A reason people might think the Antikythera Mechanism is a work of art is that it’s clearly the result of a lot of imagination. Great art requires imagination, but so too does great science. It requires the kind of imagination that can look at a toolbox full of circles and see ellipses. The kind of imagination that can watch wheels turn within wheels as bodies waltz to the music of the celestial spheres. Another common factor between art and science is that great art can show a new way of looking at the world, and great science does this too. That’s why I disagree with Candy Minx when she says “Science is always playing catch up with the poets.” Science can reveal beauty too, as a visit to the Antikythera Mechanism Research Group’s homepage would show.

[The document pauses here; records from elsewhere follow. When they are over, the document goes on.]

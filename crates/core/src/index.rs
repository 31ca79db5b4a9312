//! Positional record handle.
//!
//! Records have no stable identifier; a record is addressed by its 0-based
//! position in the ledger at the time of the request. Positions shift when an
//! earlier record is deleted, so callers must re-list after a deletion.
//!
//! Keeping the position behind this newtype means a stable-ID scheme can
//! replace it later without touching handler signatures.

use core::str::FromStr;

use crate::error::DomainError;

#[derive(Debug, Copy, Clone, PartialEq, Eq, Hash, PartialOrd, Ord)]
pub struct RecordIndex(usize);

impl RecordIndex {
    pub fn new(position: usize) -> Self {
        Self(position)
    }

    pub fn position(&self) -> usize {
        self.0
    }

    /// Error returned when this position does not hold a record.
    pub fn not_found(&self) -> DomainError {
        DomainError::not_found(format!("no student record at index {}", self.0))
    }
}

impl core::fmt::Display for RecordIndex {
    fn fmt(&self, f: &mut core::fmt::Formatter<'_>) -> core::fmt::Result {
        core::fmt::Display::fmt(&self.0, f)
    }
}

impl From<usize> for RecordIndex {
    fn from(value: usize) -> Self {
        Self(value)
    }
}

/// Parses a path segment.
///
/// Anything that is not a non-negative integer (negative numbers included)
/// can never address a record, so it is reported as `NotFound` rather than as
/// a validation failure.
impl FromStr for RecordIndex {
    type Err = DomainError;

    fn from_str(s: &str) -> Result<Self, Self::Err> {
        s.trim()
            .parse::<usize>()
            .map(Self)
            .map_err(|_| DomainError::not_found(format!("no student record at index {s}")))
    }
}
//! Single-file JSON ledger store.
//!
//! The whole ledger lives in one UTF-8 JSON document that is rewritten in
//! full on every save. There is no append path and no atomic rename.

use std::io::ErrorKind;
use std::path::{Path, PathBuf};

use saddlebook_students::Ledger;

use super::r#trait::{LedgerStore, StoreError, decode_ledger, encode_ledger};

#[derive(Debug, Clone)]
pub struct JsonFileLedgerStore {
    path: PathBuf,
}

impl JsonFileLedgerStore {
    pub fn new(path: impl Into<PathBuf>) -> Self {
        Self { path: path.into() }
    }

    pub fn path(&self) -> &Path {
        &self.path
    }
}

impl LedgerStore for JsonFileLedgerStore {
    fn load(&self) -> Result<Ledger, StoreError> {
        let bytes = match std::fs::read(&self.path) {
            Ok(bytes) => bytes,
            Err(e) if e.kind() == ErrorKind::NotFound => {
                tracing::debug!(path = %self.path.display(), "ledger file absent; starting empty");
                return Ok(Ledger::empty());
            }
            Err(e) => return Err(StoreError::Io(e)),
        };
        let ledger = decode_ledger(&bytes, &self.location());
        tracing::debug!(path = %self.path.display(), records = ledger.len(), "ledger loaded");
        Ok(ledger)
    }

    fn save(&self, ledger: &Ledger) -> Result<(), StoreError> {
        let bytes = encode_ledger(ledger)?;
        if let Some(parent) = self.path.parent() {
            if !parent.as_os_str().is_empty() {
                std::fs::create_dir_all(parent)?;
            }
        }
        std::fs::write(&self.path, bytes)?;
        tracing::debug!(path = %self.path.display(), records = ledger.len(), "ledger saved");
        Ok(())
    }

    fn location(&self) -> String {
        self.path.display().to_string()
    }
}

Freeth, T., Bitsakis, Y., Moussas, X., Seiradakis, J., Tselikas, A., Mangou, H., Zafeiropoulou, M., Hadland, R., Bate, D., Ramsey, A., Allen, M., Crawley, A., Hockley, P., Malzbender, T., Gelb, D., Ambrisco, W., & Edmunds, M. (2006). Decoding the ancient Greek astronomical calculator known as the Antikythera Mechanism Nature, 444 (7119), 587–591 DOI: 10.1038/nature05357
Freeth, T., Jones, A., Steele, J., & Bitsakis, Y. (2008). Calendars with Olympiad display and eclipse prediction on the Antikythera Mechanism Nature, 454 (7204), 614–617 DOI: 10.1038/nature07130

Aaargh! One of the things that finally gave me the kick to finish writing this was finding Gary Corby’s post on the Classical Athenian Calendar, which forgot to link to.
Hello! Long time no see. I’ve missed you! I really really enjoyed reading this article. I can’t see the date you posted this so maybe it was years ago and you’ll never see this comment. I’m going to go and read Gary Corby’s post and I’ll be back.
(off the top of my head though…science being beautiful is not the same as, nor does it dismiss, poetry being able to articulate and transmit information sooner or in a more effective way than science. Plus, I have no argument with you that “science can reveal beauty”. My argument was that poetry and art have been able to articulate concepts that science is still not able to “prove” or are often behind due to it’s limitations. But…let me read Corby’s post and return later. And Alun, you are so kind to even give any of my thoughts consideration, I am honored and pleased by you linking my blog and… gasp…quoting me. Later!)
I thought I’d comment on it, because while I disagree with the line Science is always playing catch-up with the poets, I think you’re extremely right about the importance of social activity in earlier astronomy. Hopefully I’ll be finishing up a paper soon which shows how right you are and I’ll send you a copy.
I’ve also boosted the colour on the date section below the tags to make it more visible.
Hi Alun, thanks for the link, I didn’t even know you had this site. It’s a thing of beauty!
One thing that puzzles me about Antikythera: are we just unbelievably lucky to have found a device of which there may have been only one or two in the entire world? Or did someone manufacture enough of these that, statistically, it’s reasonable for one to have been discovered?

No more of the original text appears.